Dois dos últimos anúncios de investimento no Espírito Santo, Adufértil e GWM, ambos em Aracruz, destacaram a localização e a infraestrutura logística do Estado como fundamentais na tomada de decisão. No caso da fabricante chinesa de automóveis, o hub logístico de Aracruz será fundamental para escoar a produção, que pode chegar a 200 mil automóveis por ano, para o resto do Brasil (por cabotagem), América Latina e até União Europeia. Antes de anunciar a intenção de investimento no Norte capixaba, executivos GWM foram aos donos dos portos para confirmar se o que estava anunciado era mesmo para valer e, diante da resposta positiva, qual era o apetite para continuar investindo e crescendo, afinal, tudo dando certo, demanda será alta.

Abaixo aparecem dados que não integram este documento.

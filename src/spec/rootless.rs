//! Rootless spec conversion
//!
//! Without root on the host the runtime can neither mount a fresh sysfs nor
//! manage cgroups, so both are replaced by what an unprivileged user may do.

use crate::error::Result;
use oci_spec::runtime::{MountBuilder, Spec};
use std::path::Path;

fn current_oom_score_adj() -> Option<i32> {
    std::fs::read_to_string("/proc/self/oom_score_adj")
        .ok()?
        .trim()
        .parse()
        .ok()
}

/// Convert `spec` for a runtime started without root privileges
pub fn to_rootless(spec: &mut Spec) -> Result<()> {
    convert(spec, current_oom_score_adj())
}

fn convert(spec: &mut Spec, current_oom: Option<i32>) -> Result<()> {
    let sys = MountBuilder::default()
        .destination("/sys")
        .typ("none")
        .source("/sys")
        .options(vec![
            "rbind".to_string(),
            "nosuid".to_string(),
            "noexec".to_string(),
            "nodev".to_string(),
            "ro".to_string(),
        ])
        .build()?;

    let mut mounts: Vec<_> = spec
        .mounts()
        .clone()
        .unwrap_or_default()
        .into_iter()
        .filter(|m| !m.destination().starts_with(Path::new("/sys")))
        .collect();
    mounts.push(sys);
    spec.set_mounts(Some(mounts));

    if let Some(mut linux) = spec.linux().clone() {
        linux.set_resources(None);
        linux.set_cgroups_path(None);
        spec.set_linux(Some(linux));
    }

    // The process may not lower its OOM score below the runtime's own
    if let (Some(current), Some(mut process)) = (current_oom, spec.process().clone()) {
        if let Some(adj) = process.oom_score_adj() {
            if adj < current {
                process.set_oom_score_adj(Some(current));
                spec.set_process(Some(process));
            }
        }
    }

    tracing::debug!("converted spec for rootless execution");
    Ok(())
}

#[cfg(test)]
mod tests {
    use super::*;
    use crate::spec::{generate_spec, posix_base_spec, with_cgroup_parent};

    #[test]
    fn test_rootless_replaces_sysfs_and_cgroups() {
        let base = posix_base_spec(&["true".to_string()], &[], "/").unwrap();
        let mut spec = generate_spec(base, vec![with_cgroup_parent("builds", "abc")]).unwrap();

        convert(&mut spec, None).unwrap();

        let sys: Vec<_> = spec
            .mounts()
            .as_ref()
            .unwrap()
            .iter()
            .filter(|m| m.destination().starts_with("/sys"))
            .collect();
        assert_eq!(sys.len(), 1);
        assert_eq!(sys[0].source().as_deref(), Some(Path::new("/sys")));
        assert!(sys[0].options().as_ref().unwrap().contains(&"rbind".to_string()));

        let linux = spec.linux().as_ref().unwrap();
        assert!(linux.cgroups_path().is_none());
        assert!(linux.resources().is_none());
    }

    #[test]
    fn test_rootless_raises_oom_score() {
        let mut spec = posix_base_spec(&["true".to_string()], &[], "/").unwrap();
        let mut process = spec.process().clone().unwrap();
        process.set_oom_score_adj(Some(-500));
        spec.set_process(Some(process));

        convert(&mut spec, Some(100)).unwrap();
        assert_eq!(spec.process().as_ref().unwrap().oom_score_adj(), Some(100));
    }
}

No caso da Adufértil, empresa da Indorama Corporation, de Singapura, o empreendimento já nasceu a partir de uma aliança com Portocel e Suzano. Nada, claro, é por acaso. A Suzano, grande plantadora de florestas de eucalipto, irá consumir uma boa parte da produção. Portocel (porto que é da Suzano e da Cenibra), por sua vez, receberá todos os insumos importados que serão utilizados pela misturadora, que ficará ao lado do terminal. A poucos metros da estrutura está o ramal Piraqueaçu, que pertence à Estrada de Ferro Vitória-Minas. No médio e longo prazos, o objetivo é escoar parte da produção pela estrutura ferroviária que vai até o Brasil Central, onde está grande parte da produção do agronegócio brasileiro.
São dois fatos importantes quando observamos a economia capixaba de maneira estratégica. Com o fim dos benefícios fiscais, marcado para o final de 2032, o Estado precisa de uma nova alavanca para atrair investimentos, principalmente industriais. A localização está dada, ninguém tira, mas a infraestrutura precisa ajudar.